Scientific classification
- Kingdom: Animalia
- Phylum: Chordata
- Class: Amphibia
- Order: Anura
- Family: Hyperoliidae
- Genus: Hyperolius
- Species: H. parallelus
- Binomial name: Hyperolius parallelus Günther, 1858
- Synonyms: Hyperolius marmoratus var. angolensis Steindachner, 1867 ; Hyperolius angolensis Steindachner, 1867 ; Hyperolius toulsonii Bocage, 1868 "1867" ; Hyperolius insignis Bocage, 1868 "1867" ; Hyperolius huillensis Bocage, 1873 ; Hyperolius erythromelanus Monard, 1937 "1936" ; Hyperolius angolensis quarrei Laurent, 1943 ;

= Hyperolius parallelus =

- Authority: Günther, 1858
- Conservation status: LC

Species of frog

Hyperolius parallelus, also known as the Angolan reed frog (being treated as Hyperolius angolensis by many authors), is a species of frog in the family Hyperoliidae. It is found in Southern and Central Africa. It is part of the so-called Hyperolius viridiflavus species complex and has a complex history of taxonomic treatments.

==Description==
In samples from Central Africa, adult males measure 30–38 mm in snout–vent length. The tympanum is not visible. The head and snout are short. The syntypes were dorsally dark brown with three white, parallel bands; nevertheless, the dorsal pattern is variable.

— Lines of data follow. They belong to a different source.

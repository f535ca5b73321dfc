//! Report generation port trait.

use std::path::Path;

use crate::domain::error::FxError;
use crate::domain::metrics::Metrics;
use crate::domain::run_result::RunResults;

/// Port for writing run reports.
pub trait ReportPort {
    /// `metrics` lines up with `results`, one entry per strategy.
    fn write(
        &self,
        results: &RunResults,
        metrics: &[Metrics],
        output_path: &Path,
    ) -> Result<(), FxError>;
}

==Distribution and habitat==
Hyperolius parallelus is found in southern Republic of the Congo and Democratic Republic of the Congo, Angola, northern Namibia and Botswana, and western Zambia; the exact limits of its range are not clear and might extend into Gabon and Zimbabwe. It occurs in savanna, grassland and bush land, as well as many human-modified habitats such as cultivated land, towns, and gardens; it is associated in with emergent vegetation at the margins of swamps, rivers and lakes. Reproduction takes place in both temporary and permanent bodies of water and the eggs are laid directly into the water.

==Conservation==
This widespread and extremely abundant species is not facing any significant threats; it readily colonizes newly created waterbodies. It probably is present in many protected areas.